Stored items:
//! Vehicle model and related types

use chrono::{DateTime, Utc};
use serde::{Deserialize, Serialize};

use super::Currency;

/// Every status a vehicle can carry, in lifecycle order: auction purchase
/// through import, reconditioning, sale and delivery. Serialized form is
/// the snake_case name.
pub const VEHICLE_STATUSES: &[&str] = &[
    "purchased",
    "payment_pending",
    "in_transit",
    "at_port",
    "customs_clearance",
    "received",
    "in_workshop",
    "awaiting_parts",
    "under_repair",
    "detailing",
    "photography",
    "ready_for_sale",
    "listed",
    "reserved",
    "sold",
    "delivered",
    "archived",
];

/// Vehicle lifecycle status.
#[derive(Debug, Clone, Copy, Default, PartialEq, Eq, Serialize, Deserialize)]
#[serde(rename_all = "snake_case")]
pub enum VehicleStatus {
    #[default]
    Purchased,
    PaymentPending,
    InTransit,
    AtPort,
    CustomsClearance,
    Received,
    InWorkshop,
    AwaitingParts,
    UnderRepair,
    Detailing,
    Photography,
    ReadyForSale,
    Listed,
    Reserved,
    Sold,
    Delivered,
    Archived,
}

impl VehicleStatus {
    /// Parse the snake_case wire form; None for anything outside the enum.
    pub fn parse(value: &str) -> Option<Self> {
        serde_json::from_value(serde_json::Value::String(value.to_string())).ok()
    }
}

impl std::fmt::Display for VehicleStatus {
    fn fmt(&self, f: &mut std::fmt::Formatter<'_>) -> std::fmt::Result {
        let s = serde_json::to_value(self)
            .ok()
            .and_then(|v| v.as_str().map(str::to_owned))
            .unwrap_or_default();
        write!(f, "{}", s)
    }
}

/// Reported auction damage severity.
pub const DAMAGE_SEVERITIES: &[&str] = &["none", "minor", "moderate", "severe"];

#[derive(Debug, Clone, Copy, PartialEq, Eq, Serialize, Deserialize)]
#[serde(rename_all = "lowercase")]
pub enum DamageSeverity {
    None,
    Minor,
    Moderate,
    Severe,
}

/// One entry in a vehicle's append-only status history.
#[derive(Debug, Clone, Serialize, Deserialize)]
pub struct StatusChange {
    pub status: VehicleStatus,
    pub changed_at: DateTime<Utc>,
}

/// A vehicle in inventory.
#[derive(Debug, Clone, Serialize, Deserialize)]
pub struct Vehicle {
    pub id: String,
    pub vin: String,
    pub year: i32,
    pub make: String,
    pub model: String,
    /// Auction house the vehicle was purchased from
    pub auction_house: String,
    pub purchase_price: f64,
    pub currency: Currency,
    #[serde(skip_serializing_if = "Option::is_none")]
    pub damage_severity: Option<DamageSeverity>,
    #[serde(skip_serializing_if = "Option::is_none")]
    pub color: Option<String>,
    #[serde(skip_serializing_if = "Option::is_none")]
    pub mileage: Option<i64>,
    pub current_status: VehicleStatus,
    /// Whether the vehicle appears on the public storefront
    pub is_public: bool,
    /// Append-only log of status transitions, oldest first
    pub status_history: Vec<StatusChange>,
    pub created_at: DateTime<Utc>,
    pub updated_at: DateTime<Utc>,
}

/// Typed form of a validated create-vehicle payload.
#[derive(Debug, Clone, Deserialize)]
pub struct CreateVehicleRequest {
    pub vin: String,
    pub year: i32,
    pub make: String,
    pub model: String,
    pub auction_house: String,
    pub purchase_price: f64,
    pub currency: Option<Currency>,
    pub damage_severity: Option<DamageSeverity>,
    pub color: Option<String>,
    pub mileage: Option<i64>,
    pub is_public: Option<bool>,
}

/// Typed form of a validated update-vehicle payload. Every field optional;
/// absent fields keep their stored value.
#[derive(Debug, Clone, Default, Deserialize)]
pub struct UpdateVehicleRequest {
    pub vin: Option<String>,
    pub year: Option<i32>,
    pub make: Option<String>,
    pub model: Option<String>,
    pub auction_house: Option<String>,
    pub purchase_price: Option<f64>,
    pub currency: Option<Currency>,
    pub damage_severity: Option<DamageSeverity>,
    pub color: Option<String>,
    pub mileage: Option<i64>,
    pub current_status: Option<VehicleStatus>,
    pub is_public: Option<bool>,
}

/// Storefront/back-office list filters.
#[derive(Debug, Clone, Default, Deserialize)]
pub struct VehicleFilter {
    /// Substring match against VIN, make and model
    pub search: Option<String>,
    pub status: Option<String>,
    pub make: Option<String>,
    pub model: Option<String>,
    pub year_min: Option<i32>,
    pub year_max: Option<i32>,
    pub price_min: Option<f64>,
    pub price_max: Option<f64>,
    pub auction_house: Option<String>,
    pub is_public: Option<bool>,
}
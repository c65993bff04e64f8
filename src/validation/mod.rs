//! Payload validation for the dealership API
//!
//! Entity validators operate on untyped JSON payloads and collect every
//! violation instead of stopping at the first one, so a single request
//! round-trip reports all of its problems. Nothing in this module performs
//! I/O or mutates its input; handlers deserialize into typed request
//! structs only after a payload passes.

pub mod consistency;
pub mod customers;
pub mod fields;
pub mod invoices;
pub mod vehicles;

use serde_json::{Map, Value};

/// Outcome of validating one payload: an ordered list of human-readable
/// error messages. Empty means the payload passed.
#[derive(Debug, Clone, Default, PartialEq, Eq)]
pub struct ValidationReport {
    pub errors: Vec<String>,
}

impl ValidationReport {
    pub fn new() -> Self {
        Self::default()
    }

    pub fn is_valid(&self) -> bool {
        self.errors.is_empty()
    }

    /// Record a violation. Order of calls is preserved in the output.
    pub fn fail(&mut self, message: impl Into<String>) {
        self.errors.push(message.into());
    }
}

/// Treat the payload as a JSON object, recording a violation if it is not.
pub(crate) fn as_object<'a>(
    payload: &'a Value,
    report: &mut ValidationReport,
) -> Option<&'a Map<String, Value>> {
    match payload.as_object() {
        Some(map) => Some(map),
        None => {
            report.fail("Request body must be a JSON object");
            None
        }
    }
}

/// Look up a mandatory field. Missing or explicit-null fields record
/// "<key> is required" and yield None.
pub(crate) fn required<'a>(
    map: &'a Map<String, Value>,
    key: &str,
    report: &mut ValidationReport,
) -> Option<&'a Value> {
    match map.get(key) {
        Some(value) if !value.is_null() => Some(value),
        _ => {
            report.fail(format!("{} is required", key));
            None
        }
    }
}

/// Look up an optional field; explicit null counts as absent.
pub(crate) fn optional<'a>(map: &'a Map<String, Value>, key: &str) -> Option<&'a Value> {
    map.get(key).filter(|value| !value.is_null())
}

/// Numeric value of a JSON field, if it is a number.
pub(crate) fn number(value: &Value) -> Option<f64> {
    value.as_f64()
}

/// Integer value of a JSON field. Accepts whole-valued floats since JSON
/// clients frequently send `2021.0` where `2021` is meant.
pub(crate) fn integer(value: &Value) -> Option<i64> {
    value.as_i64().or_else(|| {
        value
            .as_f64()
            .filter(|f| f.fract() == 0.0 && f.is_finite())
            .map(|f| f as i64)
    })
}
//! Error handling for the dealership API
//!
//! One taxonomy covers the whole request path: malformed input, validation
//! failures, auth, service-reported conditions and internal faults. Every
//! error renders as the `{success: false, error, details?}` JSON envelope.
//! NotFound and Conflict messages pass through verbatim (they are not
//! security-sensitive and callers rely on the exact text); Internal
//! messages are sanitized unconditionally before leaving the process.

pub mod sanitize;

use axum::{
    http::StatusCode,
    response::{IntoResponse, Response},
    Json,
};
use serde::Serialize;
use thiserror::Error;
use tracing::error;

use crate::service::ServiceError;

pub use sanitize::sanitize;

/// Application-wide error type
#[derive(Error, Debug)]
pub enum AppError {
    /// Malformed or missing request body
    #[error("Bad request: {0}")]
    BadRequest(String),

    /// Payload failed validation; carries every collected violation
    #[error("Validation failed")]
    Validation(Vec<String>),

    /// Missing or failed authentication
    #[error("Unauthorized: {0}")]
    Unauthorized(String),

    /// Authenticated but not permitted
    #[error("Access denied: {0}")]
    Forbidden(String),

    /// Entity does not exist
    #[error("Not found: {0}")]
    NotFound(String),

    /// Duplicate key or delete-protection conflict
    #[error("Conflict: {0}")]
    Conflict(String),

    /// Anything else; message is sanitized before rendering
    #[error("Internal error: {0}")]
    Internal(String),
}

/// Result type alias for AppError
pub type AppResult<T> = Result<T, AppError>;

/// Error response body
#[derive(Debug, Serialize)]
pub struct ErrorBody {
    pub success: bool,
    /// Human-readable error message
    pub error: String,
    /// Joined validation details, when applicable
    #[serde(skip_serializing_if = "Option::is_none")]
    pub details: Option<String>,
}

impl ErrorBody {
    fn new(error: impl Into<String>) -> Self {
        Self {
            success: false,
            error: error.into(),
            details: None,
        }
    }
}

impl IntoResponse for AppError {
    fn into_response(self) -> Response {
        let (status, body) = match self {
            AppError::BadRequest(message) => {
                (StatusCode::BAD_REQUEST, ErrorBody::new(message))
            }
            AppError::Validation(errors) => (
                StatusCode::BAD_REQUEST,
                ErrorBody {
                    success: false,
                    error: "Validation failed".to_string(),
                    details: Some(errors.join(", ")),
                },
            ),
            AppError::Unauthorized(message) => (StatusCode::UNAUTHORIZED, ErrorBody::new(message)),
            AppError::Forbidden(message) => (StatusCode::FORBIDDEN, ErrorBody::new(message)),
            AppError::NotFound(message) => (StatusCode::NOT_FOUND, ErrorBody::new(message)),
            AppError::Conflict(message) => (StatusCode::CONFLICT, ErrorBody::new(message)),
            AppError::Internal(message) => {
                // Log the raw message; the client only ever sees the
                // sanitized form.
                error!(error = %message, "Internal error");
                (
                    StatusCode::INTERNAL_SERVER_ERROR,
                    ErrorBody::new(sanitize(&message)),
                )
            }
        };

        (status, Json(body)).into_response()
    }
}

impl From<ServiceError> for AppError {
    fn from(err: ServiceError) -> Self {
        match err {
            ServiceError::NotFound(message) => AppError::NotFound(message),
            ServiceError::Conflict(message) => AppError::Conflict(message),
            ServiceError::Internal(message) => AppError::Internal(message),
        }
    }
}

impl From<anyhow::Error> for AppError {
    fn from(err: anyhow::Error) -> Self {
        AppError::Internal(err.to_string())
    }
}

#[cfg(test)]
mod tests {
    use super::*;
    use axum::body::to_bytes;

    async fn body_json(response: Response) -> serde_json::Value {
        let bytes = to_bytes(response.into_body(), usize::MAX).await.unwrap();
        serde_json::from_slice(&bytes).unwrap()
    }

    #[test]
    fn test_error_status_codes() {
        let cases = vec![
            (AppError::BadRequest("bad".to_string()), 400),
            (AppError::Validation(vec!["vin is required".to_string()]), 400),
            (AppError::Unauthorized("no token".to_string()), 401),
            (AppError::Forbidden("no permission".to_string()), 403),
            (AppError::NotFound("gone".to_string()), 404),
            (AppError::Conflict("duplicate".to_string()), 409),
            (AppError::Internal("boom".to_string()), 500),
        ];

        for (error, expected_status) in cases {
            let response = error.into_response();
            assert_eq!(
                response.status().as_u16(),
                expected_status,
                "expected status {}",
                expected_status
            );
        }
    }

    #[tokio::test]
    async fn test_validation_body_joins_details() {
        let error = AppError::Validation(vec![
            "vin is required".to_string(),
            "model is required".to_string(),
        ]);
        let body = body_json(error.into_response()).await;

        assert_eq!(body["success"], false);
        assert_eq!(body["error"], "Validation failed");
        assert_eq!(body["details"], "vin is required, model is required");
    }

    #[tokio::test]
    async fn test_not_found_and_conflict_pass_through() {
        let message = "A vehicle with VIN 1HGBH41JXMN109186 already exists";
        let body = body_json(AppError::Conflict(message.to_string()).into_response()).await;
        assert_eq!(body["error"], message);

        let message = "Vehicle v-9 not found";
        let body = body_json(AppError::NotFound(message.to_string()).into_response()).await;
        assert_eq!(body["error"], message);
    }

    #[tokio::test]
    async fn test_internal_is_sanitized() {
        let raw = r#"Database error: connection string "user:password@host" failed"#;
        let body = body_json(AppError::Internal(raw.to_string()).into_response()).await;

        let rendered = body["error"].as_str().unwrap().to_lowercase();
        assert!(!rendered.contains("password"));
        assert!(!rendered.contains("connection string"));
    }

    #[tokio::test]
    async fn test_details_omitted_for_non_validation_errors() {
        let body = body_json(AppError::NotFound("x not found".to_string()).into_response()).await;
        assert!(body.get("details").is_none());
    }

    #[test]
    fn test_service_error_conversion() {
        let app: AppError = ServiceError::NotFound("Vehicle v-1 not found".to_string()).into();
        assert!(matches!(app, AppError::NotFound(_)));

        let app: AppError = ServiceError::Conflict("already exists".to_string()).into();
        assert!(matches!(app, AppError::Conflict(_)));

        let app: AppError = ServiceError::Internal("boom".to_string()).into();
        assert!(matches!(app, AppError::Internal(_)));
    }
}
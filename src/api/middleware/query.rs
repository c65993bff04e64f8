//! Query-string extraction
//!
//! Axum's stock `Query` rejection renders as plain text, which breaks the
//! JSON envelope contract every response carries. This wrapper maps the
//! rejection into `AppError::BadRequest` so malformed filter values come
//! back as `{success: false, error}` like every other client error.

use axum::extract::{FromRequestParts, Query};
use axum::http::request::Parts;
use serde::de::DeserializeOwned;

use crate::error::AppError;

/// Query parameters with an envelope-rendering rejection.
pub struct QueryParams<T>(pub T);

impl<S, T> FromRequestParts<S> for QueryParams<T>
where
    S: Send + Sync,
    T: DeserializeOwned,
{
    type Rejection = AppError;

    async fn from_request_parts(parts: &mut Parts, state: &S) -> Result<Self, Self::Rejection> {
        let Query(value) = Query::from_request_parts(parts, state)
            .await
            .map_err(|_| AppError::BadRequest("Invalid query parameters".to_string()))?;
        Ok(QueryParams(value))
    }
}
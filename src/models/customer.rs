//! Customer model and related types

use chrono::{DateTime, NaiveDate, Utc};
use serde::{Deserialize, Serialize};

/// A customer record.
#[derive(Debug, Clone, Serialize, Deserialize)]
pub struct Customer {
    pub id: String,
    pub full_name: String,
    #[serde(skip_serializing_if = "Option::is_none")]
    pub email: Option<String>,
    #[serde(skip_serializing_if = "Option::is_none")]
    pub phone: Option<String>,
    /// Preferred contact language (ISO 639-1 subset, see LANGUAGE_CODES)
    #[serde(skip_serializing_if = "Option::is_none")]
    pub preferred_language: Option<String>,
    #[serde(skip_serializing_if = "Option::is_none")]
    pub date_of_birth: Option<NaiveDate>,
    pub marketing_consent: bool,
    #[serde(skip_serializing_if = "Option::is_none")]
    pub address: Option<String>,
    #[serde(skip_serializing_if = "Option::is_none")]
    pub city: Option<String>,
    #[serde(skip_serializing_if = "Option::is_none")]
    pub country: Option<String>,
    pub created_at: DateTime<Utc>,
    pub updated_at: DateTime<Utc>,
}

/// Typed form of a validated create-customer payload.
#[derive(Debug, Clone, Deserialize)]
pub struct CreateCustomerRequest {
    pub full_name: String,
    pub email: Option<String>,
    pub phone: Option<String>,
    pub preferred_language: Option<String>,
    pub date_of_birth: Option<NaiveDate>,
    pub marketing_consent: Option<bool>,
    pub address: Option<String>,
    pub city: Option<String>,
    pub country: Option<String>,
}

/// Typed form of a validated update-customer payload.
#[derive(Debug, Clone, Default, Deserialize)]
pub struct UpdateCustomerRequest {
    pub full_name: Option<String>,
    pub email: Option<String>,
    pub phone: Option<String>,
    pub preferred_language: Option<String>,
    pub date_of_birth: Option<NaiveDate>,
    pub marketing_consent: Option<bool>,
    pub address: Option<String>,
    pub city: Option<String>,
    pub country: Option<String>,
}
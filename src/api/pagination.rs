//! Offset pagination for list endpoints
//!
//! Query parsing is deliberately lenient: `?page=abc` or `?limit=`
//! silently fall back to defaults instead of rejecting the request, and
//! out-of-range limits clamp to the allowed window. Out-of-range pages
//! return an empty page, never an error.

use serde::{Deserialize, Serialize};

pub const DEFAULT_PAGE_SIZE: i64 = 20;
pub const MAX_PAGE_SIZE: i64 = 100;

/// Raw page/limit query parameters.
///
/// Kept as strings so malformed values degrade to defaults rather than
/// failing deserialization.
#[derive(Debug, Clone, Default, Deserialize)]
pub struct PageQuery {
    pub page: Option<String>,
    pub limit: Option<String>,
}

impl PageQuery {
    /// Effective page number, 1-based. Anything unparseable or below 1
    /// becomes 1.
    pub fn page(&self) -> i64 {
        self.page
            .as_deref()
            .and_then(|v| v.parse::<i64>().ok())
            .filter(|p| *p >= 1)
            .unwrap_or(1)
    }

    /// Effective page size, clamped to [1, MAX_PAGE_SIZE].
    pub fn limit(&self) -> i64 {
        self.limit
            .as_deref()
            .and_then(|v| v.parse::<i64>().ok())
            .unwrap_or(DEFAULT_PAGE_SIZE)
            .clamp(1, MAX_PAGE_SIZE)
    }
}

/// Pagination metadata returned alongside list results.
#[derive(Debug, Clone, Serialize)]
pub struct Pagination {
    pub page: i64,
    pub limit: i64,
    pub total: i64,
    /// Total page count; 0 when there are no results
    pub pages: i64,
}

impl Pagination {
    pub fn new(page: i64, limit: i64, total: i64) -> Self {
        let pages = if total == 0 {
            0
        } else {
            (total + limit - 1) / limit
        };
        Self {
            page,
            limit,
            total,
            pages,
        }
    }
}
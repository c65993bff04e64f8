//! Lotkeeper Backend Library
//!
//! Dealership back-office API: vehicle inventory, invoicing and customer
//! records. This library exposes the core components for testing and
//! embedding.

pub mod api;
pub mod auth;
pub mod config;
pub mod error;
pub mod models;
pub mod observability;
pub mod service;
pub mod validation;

- **What the exercise asks**:
Starting at the first line of the records above, please copy every line exactly through the line containing "pub const DAMAGE_SEVERITIES: &[&str]", and stop there.

- **Solution below**:
//! Vehicle model and related types

use chrono::{DateTime, Utc};
use serde::{Deserialize, Serialize};

use super::Currency;

/// Every status a vehicle can carry, in lifecycle order: auction purchase
/// through import, reconditioning, sale and delivery. Serialized form is
/// the snake_case name.
pub const VEHICLE_STATUSES: &[&str] = &[
    "purchased",
    "payment_pending",
    "in_transit",
    "at_port",
    "customs_clearance",
    "received",
    "in_workshop",
    "awaiting_parts",
    "under_repair",
    "detailing",
    "photography",
    "ready_for_sale",
    "listed",
    "reserved",
    "sold",
    "delivered",
    "archived",
];

/// Vehicle lifecycle status.
#[derive(Debug, Clone, Copy, Default, PartialEq, Eq, Serialize, Deserialize)]
#[serde(rename_all = "snake_case")]
pub enum VehicleStatus {
    #[default]
    Purchased,
    PaymentPending,
    InTransit,
    AtPort,
    CustomsClearance,
    Received,
    InWorkshop,
    AwaitingParts,
    UnderRepair,
    Detailing,
    Photography,
    ReadyForSale,
    Listed,
    Reserved,
    Sold,
    Delivered,
    Archived,
}

impl VehicleStatus {
    /// Parse the snake_case wire form; None for anything outside the enum.
    pub fn parse(value: &str) -> Option<Self> {
        serde_json::from_value(serde_json::Value::String(value.to_string())).ok()
    }
}

impl std::fmt::Display for VehicleStatus {
    fn fmt(&self, f: &mut std::fmt::Formatter<'_>) -> std::fmt::Result {
        let s = serde_json::to_value(self)
            .ok()
            .and_then(|v| v.as_str().map(str::to_owned))
            .unwrap_or_default();
        write!(f, "{}", s)
    }
}

/// Reported auction damage severity.
pub const DAMAGE_SEVERITIES: &[&str] = &["none", "minor", "moderate", "severe"];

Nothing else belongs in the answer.